-pirkkola swimming pond (uimalammikko). in the central park network there is this large sports center area in pirkkola. there are various sports fields, an indoor pool, a gym, trails, and this awesome outdoor swimming area. the woods are cleared away and this man-made pool/beach was created with sand, grassy areas, a small water slide, a fountain, a center area of dry land and the pond can be walked into on the 'beach' side of it and the depth never gets to more than a meter. there is also a playground, bathrooms, and a cafe on the premises. it is free and it is heavenly. i wish we had a car to get back to this place more easily.
(view of pond/pool from the 'beach')
(the velvet swimming cat with her papa)
-rastila beach. rastila is a big nature area in eastern helsinki. there is a nature preserve, a beach, a camping area, and more im sure. my friend hannah and her daughter were visiting her mom for july and they invited us to this beach. its near where hannah grew up and we had the perfect summer day to enjoy it with them. it is a lovely beach in an easy-to-reach location. so nice to know about.
-monte etna. a chain italian restaurant in finland. we needed a place to grab lunch after Ys doctor visit one day. blah. very mediocre food at prices that were too high for my liking. also didnt like the lack of AC on a second floor place with no windows able to be opened.
-parenting independent kids. kids in finland are very independent. society allows this to be so, but of course its also sowed at home. while im all for independence, ive been a little shocked at the pushover parents here. i cant count the amount of times i hear parents telling and retelling their kids that its 'time to go home' or 'time to head in for dinner' and then the kid totally disregards their parents and continues to do exactly what they want for exactly how long they want. only when they are finally ready does the activity stop. i dont think so. im not saying you have to get rude or rough, but you can follow through with your 'its time to go home' by moving your body toward your kid and gently help them end the activity and listen to what you said. since ive rarely seen a public parental/child struggle or temper tantrum, this must be the way they avoid it...by not engaging in any disagreements. it does make for quiet public spaces, but it seems that it also makes for kids who arent able to take anything their parents say seriously.

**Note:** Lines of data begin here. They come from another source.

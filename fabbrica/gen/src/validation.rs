//! Pre-generation checks over a schema document.
//!
//! Running these first reports schema problems before any synthesizer runs,
//! with the same error variants synthesis itself would produce.
//!
//! ## Validation Checks
//!
//! - **Create input lookup**: every entity has a `{Entity}CreateInput` type
//! - **Identifiers**: entity names, field names and nested input type names
//!   can be emitted as identifiers
//! - **Field correspondence**: every scalar input field names a field of
//!   the entity
//!
//! ## Examples
//!
//! ```
//! use fabbrica_define::{Document, FieldInputType, InputField, InputType, Model, ModelField, ScalarKind};
//! use fabbrica_gen::validation::validate_document;
//!
//! let document = Document::new()
//!     .with_model(Model::new("User").with_field(ModelField::id("id")))
//!     .with_input_type(
//!         InputType::new("UserCreateInput")
//!             .with_field(InputField::new("id", vec![FieldInputType::scalar(ScalarKind::String)])),
//!     );
//!
//! assert!(validate_document(&document).is_ok());
//! ```

use fabbrica_define::{Document, Model};

use crate::classify::{relation_fields, scalar_fields};
use crate::codegen::EntityContext;
use crate::errors::GeneratorError;
use crate::naming::to_ident;

/// Validates every entity in schema order and returns the first problem.
pub fn validate_document(document: &Document) -> Result<(), GeneratorError> {
    for model in document.models() {
        validate_model(document, model)?;
    }
    Ok(())
}

fn validate_model(document: &Document, model: &Model) -> Result<(), GeneratorError> {
    let ctx = EntityContext::resolve(document, model)?;

    for field in scalar_fields(ctx.input_type) {
        to_ident(&field.name, "input field name")?;
        if ctx.model.field(&field.name).is_none() {
            return Err(GeneratorError::ModelFieldNotFound {
                model: model.name.clone(),
                field: field.name.clone(),
            });
        }
    }

    for field in relation_fields(ctx.input_type) {
        to_ident(&field.name, "input field name")?;
        to_ident(&field.input_types[0].type_name, "nested input type")?;
    }

    Ok(())
}
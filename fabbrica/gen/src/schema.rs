//! Schema document loading.

use std::fs;
use std::path::Path;

use fabbrica_define::Document;
use tracing::debug;

use crate::errors::GeneratorError;

/// Reads a schema document dumped as JSON.
///
/// ## Errors
///
/// - `GeneratorError::ReadError` if the file cannot be read
/// - `GeneratorError::SchemaParseError` if it is not a schema document
pub fn load_document(path: &Path) -> Result<Document, GeneratorError> {
    let text = fs::read_to_string(path).map_err(|e| GeneratorError::ReadError {
        path: path.display().to_string(),
        source: e,
    })?;

    let document = parse_document(&text, &path.display().to_string())?;
    debug!(
        path = %path.display(),
        models = document.models().len(),
        input_types = document.input_types().len(),
        "Loaded schema document"
    );
    Ok(document)
}

/// Parses schema JSON. `origin` names the source in error messages.
pub fn parse_document(text: &str, origin: &str) -> Result<Document, GeneratorError> {
    serde_json::from_str(text).map_err(|e| GeneratorError::SchemaParseError {
        path: origin.to_string(),
        source: e,
    })
}
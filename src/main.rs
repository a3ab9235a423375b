// Beanstalk: push the shovel, bean, fertilizer and water into a chain.
// Controls: W/A/S/D or arrow keys (immediate response). H for a hint. Q to quit.
// Tiles: '#' wall, '.' floor, '@' player, 'S'/'B'/'F'/'W' objects, 'X' goal, ' ' outside the maze.

mod cli;
mod console_interface;
mod core;
mod export;
mod logging;
mod models;
mod state_graph;
#[cfg(test)]
mod test;

use std::io;
use std::path::PathBuf;

use clap::{Parser, Subcommand};
use ratatui::Terminal;
use ratatui::backend::CrosstermBackend;
use crate::console_interface::{
    cleanup_terminal, handle_input, render_game, setup_terminal, ConsoleInput,
};
use crate::core::{MazeModel, MoveResult, UserAction, DEFAULT_MAX_STATES};
use crate::logging::LogTarget;
use crate::models::GameRenderState;
use crate::state_graph::next_move;

#[derive(Parser)]
#[command(name = "beanstalk", version, about = "Push the objects together to grow the beanstalk")]
struct Cli {
    /// Write tracing output to this file (filter with RUST_LOG).
    #[arg(long, global = true)]
    log_file: Option<PathBuf>,

    /// Most distinct states the solver explores for `solve` and hints.
    #[arg(long, global = true, default_value_t = DEFAULT_MAX_STATES)]
    max_states: usize,

    #[command(subcommand)]
    command: Option<Command>,
}

#[derive(Subcommand, Clone, Copy, Default)]
enum Command {
    /// Play in the terminal (default).
    #[default]
    Play,
    /// Print the shortest solution of the built-in maze.
    Solve,
    /// Print the starting board as JSON.
    Export,
}

fn main() -> Result<(), Box<dyn std::error::Error>> {
    let cli = Cli::parse();
    let command = cli.command.unwrap_or_default();

    let log_target = match (&cli.log_file, command) {
        (Some(path), _) => LogTarget::File(path),
        (None, Command::Play) => LogTarget::Off,
        (None, _) => LogTarget::Stderr,
    };
    logging::init(log_target)?;

    let maze = cli::builtin_maze()?;

    match command {
        Command::Play => {
            let mut terminal = setup_terminal()?;
            let result = run_interactive(maze, cli.max_states, &mut terminal);
            cleanup_terminal()?;
            result
        }
        Command::Solve => cli::solve_maze(&maze, cli.max_states),
        Command::Export => cli::export_maze(&maze),
    }
}

fn run_interactive(
    maze: MazeModel,
    max_states: usize,
    terminal: &mut Terminal<CrosstermBackend<io::Stdout>>,
) -> Result<(), Box<dyn std::error::Error>> {
    let mut maze = maze;
    let mut hint: Option<String> = None;
    // Initial render
    render_game(terminal, &GameRenderState {
        game: &maze,
        won: false,
        error: None,
        last_change: None,
        hint: None,
    })?;

    loop {
        match handle_input()? {
            ConsoleInput::Quit => break,
            ConsoleInput::UserAction(UserAction::Hint) => {
                // the search can take a while on the full maze
                render_game(terminal, &GameRenderState {
                    game: &maze,
                    won: maze.is_won(),
                    error: None,
                    last_change: None,
                    hint: Some("Hint: searching...".to_string()),
                })?;
                hint = Some(next_move(&maze, max_states).to_string());
                render_game(terminal, &GameRenderState {
                    game: &maze,
                    won: maze.is_won(),
                    error: None,
                    last_change: None,
                    hint: hint.clone(),
                })?;
            }
            ConsoleInput::UserAction(UserAction::Move(direction)) => {
                let result = maze.attempt_move(direction);
                // a refused move leaves the maze as it was, so the last hint still holds
                if result.moved() {
                    hint = None;
                }
                let (change, error) = match result {
                    MoveResult::Moved { change, .. } => (Some(change), None),
                    MoveResult::Blocked(reason) => (None, Some(reason.to_string())),
                    MoveResult::GameOver => (None, None),
                };
                render_game(terminal, &GameRenderState {
                    game: &maze,
                    won: result.won(),
                    error,
                    last_change: change,
                    hint: hint.clone(),
                })?;

                if result.won() {
                    // Keep showing the win screen until user inputs
                    loop {
                        match handle_input()? {
                            ConsoleInput::Timeout => {}
                            _ => break,
                        }
                    }
                    break;
                }
            }
            ConsoleInput::Timeout | ConsoleInput::Unknown => {
                // No input, continue polling
            }
        }
    }

    Ok(())
}
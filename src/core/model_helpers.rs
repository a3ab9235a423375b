use crate::core::{Cell, GameState, MazeModel, Pushable, Vec2};

impl MazeModel {
    pub fn rows(&self) -> i32 {
        self.grid.size().extent.i
    }

    pub fn cols(&self) -> i32 {
        self.grid.size().extent.j
    }

    pub fn player(&self) -> Vec2 {
        self.player
    }

    pub fn state(&self) -> GameState {
        self.state
    }

    pub fn is_won(&self) -> bool {
        self.state == GameState::Won
    }

    /// Cell at `row`, `col`, or `None` outside the grid.
    pub fn get_cell(&self, row: i32, col: i32) -> Option<Cell> {
        self.grid.get(&Vec2::new(row, col)).copied()
    }

    /// Position of `object` if it appears exactly once on the grid.
    pub fn find(&self, object: Pushable) -> Option<Vec2> {
        let mut found = self
            .grid
            .iter()
            .filter(|&(_, &c)| c == Cell::Object(object))
            .map(|(pos, _)| pos);
        match (found.next(), found.next()) {
            (Some(pos), None) => Some(pos),
            _ => None,
        }
    }

    /// True when shovel, bean, fertilizer and water each sit orthogonally next to the
    /// following one in that order. A missing or duplicated object is never a win.
    pub fn check_win(&self) -> bool {
        let mut chain = Vec::with_capacity(Pushable::CHAIN.len());
        for object in Pushable::CHAIN {
            let Some(pos) = self.find(object) else {
                return false;
            };
            chain.push(pos);
        }
        chain.windows(2).all(|pair| pair[0].manhattan(&pair[1]) == 1)
    }
}
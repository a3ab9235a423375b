use thiserror::Error;

use crate::core::bounded_grid::BoundedGrid;
use crate::core::consts::LEVEL_ROW_DELIMITER;
use crate::core::models::{Cell, GameState, MazeModel, Pushable, Vec2};

#[derive(Error, Debug, Clone, PartialEq, Eq)]
pub enum LevelError {
    #[error("level has no rows")]
    Empty,
    #[error("row {row} has {found} cells, expected {expected}")]
    RaggedRow { row: usize, expected: usize, found: usize },
    #[error("unknown cell code {code:?} at row {row}, column {col}")]
    UnknownCode { row: usize, col: usize, code: char },
    #[error("level has no player start")]
    MissingPlayer,
    #[error("level has a second player start at {second}, first one is at {first}")]
    DuplicatePlayer { first: Vec2, second: Vec2 },
    #[error("level has no {0}")]
    MissingObject(Pushable),
    #[error("level has more than one {0}")]
    DuplicateObject(Pushable),
}

/// Builds a maze from level text.
///
/// Rows are separated by `!`; newlines are accepted too so levels can be written as
/// multi-line literals. Every row must have the same width, every code must be known,
/// and the player and each of the four objects must appear exactly once.
pub fn parse_level(s: &str) -> Result<MazeModel, LevelError> {
    let text = s.trim();
    if text.is_empty() {
        return Err(LevelError::Empty);
    }

    let mut rows: Vec<Vec<Cell>> = Vec::new();
    let mut player: Option<Vec2> = None;
    let mut objects = [0usize; 4];
    let mut width = None;

    for (i, line) in text.split([LEVEL_ROW_DELIMITER, '\n']).enumerate() {
        let line = line.trim_end_matches('\r');
        let expected = *width.get_or_insert(line.chars().count());
        let found = line.chars().count();
        if found != expected || expected == 0 {
            return Err(LevelError::RaggedRow { row: i, expected, found });
        }

        let mut row = Vec::with_capacity(found);
        for (j, code) in line.chars().enumerate() {
            let cell = Cell::from_code(code).ok_or(LevelError::UnknownCode { row: i, col: j, code })?;
            match cell {
                Cell::Player => {
                    let pos = Vec2::new(i as i32, j as i32);
                    if let Some(first) = player {
                        return Err(LevelError::DuplicatePlayer { first, second: pos });
                    }
                    player = Some(pos);
                }
                Cell::Object(object) => {
                    objects[object as usize] += 1;
                    if objects[object as usize] > 1 {
                        return Err(LevelError::DuplicateObject(object));
                    }
                }
                _ => {}
            }
            row.push(cell);
        }
        rows.push(row);
    }

    let player = player.ok_or(LevelError::MissingPlayer)?;
    if let Some(&missing) = Pushable::CHAIN.iter().find(|&&o| objects[o as usize] == 0) {
        return Err(LevelError::MissingObject(missing));
    }

    Ok(MazeModel {
        grid: BoundedGrid::from_rows(rows),
        player,
        state: GameState::InProgress,
    })
}

/// The grid written back in level codes, one string per row.
pub fn level_rows(maze: &MazeModel) -> Vec<String> {
    maze.grid
        .rows()
        .map(|row| row.iter().map(Cell::code).collect())
        .collect()
}

#[cfg(test)]
pub fn render_level(maze: &MazeModel) -> String {
    level_rows(maze).join("\n")
}
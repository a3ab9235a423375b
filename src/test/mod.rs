
mod test_solve;
mod test_win;
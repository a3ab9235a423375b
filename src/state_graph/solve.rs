use std::collections::{HashMap, HashSet};

use petgraph::Directed;
use petgraph::graph::NodeIndex;

use crate::core::{Direction, GameChangeType, MazeModel};
use crate::state_graph::models::{Edge, Hint, SolveReport, StateGraph};
use crate::state_graph::populate::explore;

pub fn convert_to_petgraph(
    graph: &StateGraph,
) -> (petgraph::Graph<usize, Edge, Directed>, HashMap<usize, NodeIndex>) {
    let mut petgraph = petgraph::Graph::new();

    let node_map: HashMap<usize, NodeIndex> = graph
        .nodes
        .right_values()
        .map(|&id| (id, petgraph.add_node(id)))
        .collect();

    for edge in &graph.edges {
        if let (Some(&from_index), Some(&to_index)) = (node_map.get(&edge.from), node_map.get(&edge.to)) {
            petgraph.add_edge(from_index, to_index, *edge);
        }
    }

    (petgraph, node_map)
}

/// Fewest moves from `start_id` to any winning state in the graph.
pub fn shortest_solution(graph: &StateGraph, start_id: usize) -> Option<Vec<Edge>> {
    let (petgraph, node_map) = convert_to_petgraph(graph);
    let start = *node_map.get(&start_id)?;
    let won: HashSet<usize> = graph.won_nodes().collect();

    let (_cost, path) = petgraph::algo::astar(
        &petgraph,
        start,
        |n| won.contains(&petgraph[n]),
        |_| 1usize,
        |_| 0usize,
    )?;

    path.windows(2)
        .map(|pair| {
            let edge = petgraph.find_edge(pair[0], pair[1])?;
            Some(petgraph[edge])
        })
        .collect()
}

/// Explores every state reachable from `maze` (up to `max_states`) and finds the
/// shortest winning move sequence.
pub fn solve(maze: &MazeModel, max_states: usize) -> SolveReport {
    let mut graph = StateGraph::new();
    let (start_id, stats) = explore(&mut graph, maze.clone(), max_states);
    let path = shortest_solution(&graph, start_id);
    SolveReport {
        stats,
        pushes: path.as_ref().map_or(0, |edges| {
            edges
                .iter()
                .filter(|e| matches!(e.change, GameChangeType::PlayerAndObjectMove(_)))
                .count()
        }),
        solution: path.map(|edges| edges.iter().map(|e| e.direction).collect()),
    }
}

/// Next step towards a win from `maze`.
pub fn next_move(maze: &MazeModel, max_states: usize) -> Hint {
    let report = solve(maze, max_states);
    match report.solution {
        Some(moves) => match moves.first() {
            Some(&first) => Hint::Move(first, moves.len()),
            None => Hint::AlreadyWon,
        },
        None if report.stats.truncated => Hint::GaveUp(report.stats.nodes),
        None => Hint::Unsolvable,
    }
}
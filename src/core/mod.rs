mod bounded_grid;
mod bounds;
mod consts;
mod level;
mod model_helpers;
mod models;
mod update;

pub use consts::*;
pub use level::{level_rows, parse_level, LevelError};
#[cfg(test)]
pub use level::render_level;
pub use models::{
    BlockReason, Cell, Direction, GameChangeType, GameState, MazeModel, MoveResult, Pushable,
    UserAction, Vec2,
};
mod graph;
mod models;
mod populate;
mod solve;

pub use solve::{next_move, solve};

#[cfg(test)]
pub use models::{ExploreStats, Hint, NodeState, PopulateResult, StateGraph};
#[cfg(test)]
pub use populate::{explore, populate_step};
#[cfg(test)]
pub use solve::{convert_to_petgraph, shortest_solution};
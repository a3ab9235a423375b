/// Separates rows in a level string.
pub const LEVEL_ROW_DELIMITER: char = '!';

/// The beanstalk maze: `#` wall, `-` floor, `0` player, `2` shovel, `3` bean,
/// `4` fertilizer, `5` water, `7` goal, `x` filler outside the maze.
pub const LEVEL: &str = concat!(
    "xxxxxxxxxxxxxxxxxxxx!",
    "xxxxxx####xxxxxxxxxx!",
    "xxxxx##--#xxxxxxxxxx!",
    "xxxxx#---#xxxxxxxxxx!",
    "xxx###--5##xxxxxxxxx!",
    "xxx#--3-4-#xxxxxxxxx!",
    "xxx#-#-##-#xxx#####x!",
    "xxx#-#-##-#####---#x!",
    "xxx#--2---------7-#x!",
    "xxx###-###-#0##---#x!",
    "xxxxx#-----########x!",
    "xxxxx#######xxxxxxxx!",
    "xxxxxxxxxxxxxxxxxxxx!",
    "xxxxxxxxxxxxxxxxxxxx",
);

/// Upper bound on distinct states the solver will expand before giving up.
pub const DEFAULT_MAX_STATES: usize = 200_000;
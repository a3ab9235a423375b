use tracing::{debug, info};

use crate::core::{Direction, MazeModel, MoveResult};
use crate::state_graph::models::{Edge, ExploreStats, NodeState, PopulateResult, StateGraph};

pub fn populate_node(graph: &mut StateGraph, from_id: usize) {
    let Some(from_state) = graph.get_state(from_id) else {
        return;
    };
    let from_state = from_state.clone();

    for direction in Direction::ALL {
        let mut next = from_state.clone();
        if let MoveResult::Moved { change, .. } = next.attempt_move(direction) {
            let to = graph.upsert_state(next);
            graph.add_edge(Edge { from: from_id, to, direction, change });
        }
    }

    graph.get_node_meta_mut(from_id).state = NodeState::Visited;
}

/// Expands the oldest unvisited node, so the graph grows breadth-first.
pub fn populate_step(graph: &mut StateGraph) -> PopulateResult {
    while let Some(node_id) = graph.frontier.pop_front() {
        if graph.metadata.get(&node_id).is_some_and(|m| m.state == NodeState::Visited) {
            continue;
        }
        populate_node(graph, node_id);
        return PopulateResult::Populated(node_id);
    }
    PopulateResult::AllVisited
}

/// Adds `start` to the graph and expands reachable states until none are left
/// or the graph holds `max_states` nodes.
pub fn explore(graph: &mut StateGraph, start: MazeModel, max_states: usize) -> (usize, ExploreStats) {
    let start_id = graph.upsert_state(start);
    let mut truncated = false;
    let mut expanded = 0usize;

    loop {
        if graph.nodes.len() >= max_states {
            truncated = !graph.frontier.is_empty();
            break;
        }
        let PopulateResult::Populated(_) = populate_step(graph) else {
            break;
        };
        expanded += 1;
        if expanded % 10_000 == 0 {
            debug!(expanded, nodes = graph.nodes.len(), "exploring states");
        }
    }

    let stats = ExploreStats {
        nodes: graph.nodes.len(),
        edges: graph.edges.len(),
        won_nodes: graph.won_nodes().count(),
        truncated,
    };
    info!(nodes = stats.nodes, edges = stats.edges, won = stats.won_nodes, truncated, "exploration finished");
    (start_id, stats)
}
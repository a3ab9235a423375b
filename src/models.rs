use crate::core::{GameChangeType, MazeModel};

pub struct GameRenderState<'a> {
    pub game: &'a MazeModel,
    pub won: bool,
    pub error: Option<String>,
    pub last_change: Option<GameChangeType>,
    pub hint: Option<String>,
}
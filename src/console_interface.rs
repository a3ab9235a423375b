use crate::core::{Direction, MazeModel, UserAction};
use crate::models::GameRenderState;
use crossterm::event::{self, Event, KeyCode, KeyEvent, KeyEventKind};
use ratatui::{
    Terminal,
    backend::CrosstermBackend,
    layout::{Alignment, Constraint, Direction as LayoutDirection, Layout},
    style::{Color, Style},
    widgets::{Block, Borders, Paragraph},
};
use std::io;

const LEGEND: &str = "@ you  S shovel  B bean  F fertilizer  W water  X goal";

pub fn setup_terminal() -> Result<Terminal<CrosstermBackend<io::Stdout>>, Box<dyn std::error::Error>>
{
    crossterm::terminal::enable_raw_mode()?;
    crossterm::execute!(io::stdout(), crossterm::terminal::EnterAlternateScreen)?;
    let backend = CrosstermBackend::new(io::stdout());
    let terminal = Terminal::new(backend)?;
    Ok(terminal)
}

pub fn cleanup_terminal() -> Result<(), Box<dyn std::error::Error>> {
    crossterm::terminal::disable_raw_mode()?;
    crossterm::execute!(io::stdout(), crossterm::terminal::LeaveAlternateScreen)?;
    Ok(())
}

pub fn render_game(
    terminal: &mut Terminal<CrosstermBackend<io::Stdout>>,
    state: &GameRenderState,
) -> Result<(), Box<dyn std::error::Error>> {
    terminal.draw(|f| {
        let chunks = Layout::default()
            .direction(LayoutDirection::Vertical)
            .constraints([Constraint::Min(0), Constraint::Length(3), Constraint::Length(3)])
            .split(f.area());

        // Game area
        let game_text = render_maze_to_string(state.game);
        let game_paragraph = Paragraph::new(game_text)
            .block(Block::default().borders(Borders::ALL).title("Beanstalk"))
            .style(Style::default().fg(Color::Green))
            .alignment(Alignment::Center);
        f.render_widget(game_paragraph, chunks[0]);

        let legend_paragraph = Paragraph::new(LEGEND)
            .block(Block::default().borders(Borders::ALL).title("Legend"))
            .style(Style::default().fg(Color::White))
            .alignment(Alignment::Center);
        f.render_widget(legend_paragraph, chunks[1]);

        // Instructions
        let instructions = if state.won {
            "You grew the beanstalk! Press any key to quit."
        } else {
            "Controls: WASD or Arrow keys to move, H for a hint, Q to quit"
        };

        let mut instructions = instructions.to_string();
        if let Some(err) = &state.error {
            instructions = format!("{} | {}", instructions, err);
        }
        if let Some(change_type) = &state.last_change {
            instructions = format!("{} | Last: {:?}", instructions, change_type);
        }
        if let Some(hint) = &state.hint {
            instructions = format!("{} | {}", instructions, hint);
        }

        let instruction_paragraph = Paragraph::new(instructions)
            .block(Block::default().borders(Borders::ALL).title("Instructions"))
            .style(Style::default().fg(Color::Cyan))
            .alignment(Alignment::Center);
        f.render_widget(instruction_paragraph, chunks[2]);
    })?;
    Ok(())
}

pub fn render_maze_to_string(maze: &MazeModel) -> String {
    let mut result = String::new();
    for i in 0..maze.rows() {
        for j in 0..maze.cols() {
            if let Some(c) = maze.get_cell(i, j) {
                result.push(c.glyph());
            }
        }
        result.push('\n');
    }
    result
}

pub enum ConsoleInput {
    UserAction(UserAction),
    Quit,
    Timeout,
    Unknown,
}

pub fn handle_input() -> Result<ConsoleInput, Box<dyn std::error::Error>> {
    if event::poll(std::time::Duration::from_millis(50))? {
        if let Event::Key(KeyEvent {
            code,
            kind: KeyEventKind::Press,
            ..
        }) = event::read()?
        {
            return Ok(match code {
                KeyCode::Char('q') | KeyCode::Char('Q') | KeyCode::Esc => ConsoleInput::Quit,
                KeyCode::Char('w') | KeyCode::Char('W') | KeyCode::Up => {
                    ConsoleInput::UserAction(UserAction::Move(Direction::Up))
                }
                KeyCode::Char('s') | KeyCode::Char('S') | KeyCode::Down => {
                    ConsoleInput::UserAction(UserAction::Move(Direction::Down))
                }
                KeyCode::Char('a') | KeyCode::Char('A') | KeyCode::Left => {
                    ConsoleInput::UserAction(UserAction::Move(Direction::Left))
                }
                KeyCode::Char('d') | KeyCode::Char('D') | KeyCode::Right => {
                    ConsoleInput::UserAction(UserAction::Move(Direction::Right))
                }
                KeyCode::Char('h') | KeyCode::Char('H') => ConsoleInput::UserAction(UserAction::Hint),
                _ => ConsoleInput::Unknown,
            });
        }
    }
    Ok(ConsoleInput::Timeout)
}

#[cfg(test)]
mod test {
    use super::*;
    use crate::core::parse_level;

    #[test]
    fn test_render_uses_glyphs() {
        let maze = parse_level("x#-0!2345!---7").expect("parses");
        assert_eq!(render_maze_to_string(&maze), " #.@\nSBFW\n...X\n");
    }
}
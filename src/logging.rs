//! Tracing setup.
//!
//! Filtering comes from `RUST_LOG` and defaults to `warn`. The interactive game owns the
//! terminal, so it only logs when given a file.

use std::fs::File;
use std::path::Path;
use std::sync::Mutex;

use tracing_subscriber::fmt::writer::BoxMakeWriter;
use tracing_subscriber::{fmt, layer::SubscriberExt, util::SubscriberInitExt, EnvFilter};

pub enum LogTarget<'a> {
    File(&'a Path),
    Stderr,
    Off,
}

/// Install the global subscriber.
///
/// # Example
/// ```bash
/// RUST_LOG=beanstalk=debug beanstalk --log-file moves.log play
/// ```
pub fn init(target: LogTarget) -> Result<(), Box<dyn std::error::Error>> {
    let (writer, ansi) = match target {
        LogTarget::Off => return Ok(()),
        LogTarget::Stderr => (BoxMakeWriter::new(std::io::stderr), true),
        LogTarget::File(path) => (BoxMakeWriter::new(Mutex::new(File::create(path)?)), false),
    };
    let filter = EnvFilter::try_from_default_env().unwrap_or_else(|_| EnvFilter::new("warn"));

    tracing_subscriber::registry()
        .with(filter)
        .with(fmt::layer().with_writer(writer).with_ansi(ansi).compact())
        .try_init()?;
    Ok(())
}
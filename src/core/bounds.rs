use crate::core::models::Vec2;

/// A bounding box with one corner fixed at 0,0 and assumed to have positive extent.
/// `extent.i` counts rows, `extent.j` counts columns.
#[derive(Clone, Copy, Debug, PartialEq, Eq, Hash)]
pub struct BoundsOriginRoot {
    pub extent: Vec2,
}

impl BoundsOriginRoot {
    pub fn new(rows: i32, cols: i32) -> BoundsOriginRoot {
        BoundsOriginRoot {
            extent: Vec2 { i: rows, j: cols },
        }
    }

    pub fn contains(&self, pos: &Vec2) -> bool {
        pos.i >= 0 && pos.i < self.extent.i && pos.j >= 0 && pos.j < self.extent.j
    }

    pub fn area(&self) -> i32 {
        self.extent.i * self.extent.j
    }

    /// All positions in row-major order.
    pub fn iter(&self) -> impl Iterator<Item = Vec2> + use<> {
        let cols = self.extent.j;
        (0..self.area()).map(move |n| Vec2 { i: n / cols, j: n % cols })
    }
}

-racial mix. the other day i went to the grocery store and saw a dark-skinned couple in what i would call 'american clothes' (casual, jeans). as they passed me i realized how struck i was with a feeling of homesickness. they would be just part of the regular mix of the population back home, nothing to make note of, but i dont think ive seen a couple like them since i arrived. yes, there are people from africa here, but most still wear their african print clothing and have different accents and looks. there is also a large population of muslim somalis here, whereas where i grew up pretty much any muslim person i saw was fairer skinned, from the middle east...and i rarely see them here. there are also gypsys here who dress in very large, heavy, black velvet skirts and sequined white shirts (well, the females anyway). the first time i saw them i thought some cast of an opera had just let out. i realize that while there is diversity here in finland, its quite a different diversity than back in michigan. of course the diversity from home doesnt feel like diversity, its just...normal. its makes me appreciate though that no matter what kind of societal mix you are used to, or how 'diverse' it is, it still doesnt mean you are blind to differences, or potential discomfort/confusion/curiosity from not knowing enough about the people you are living amongst.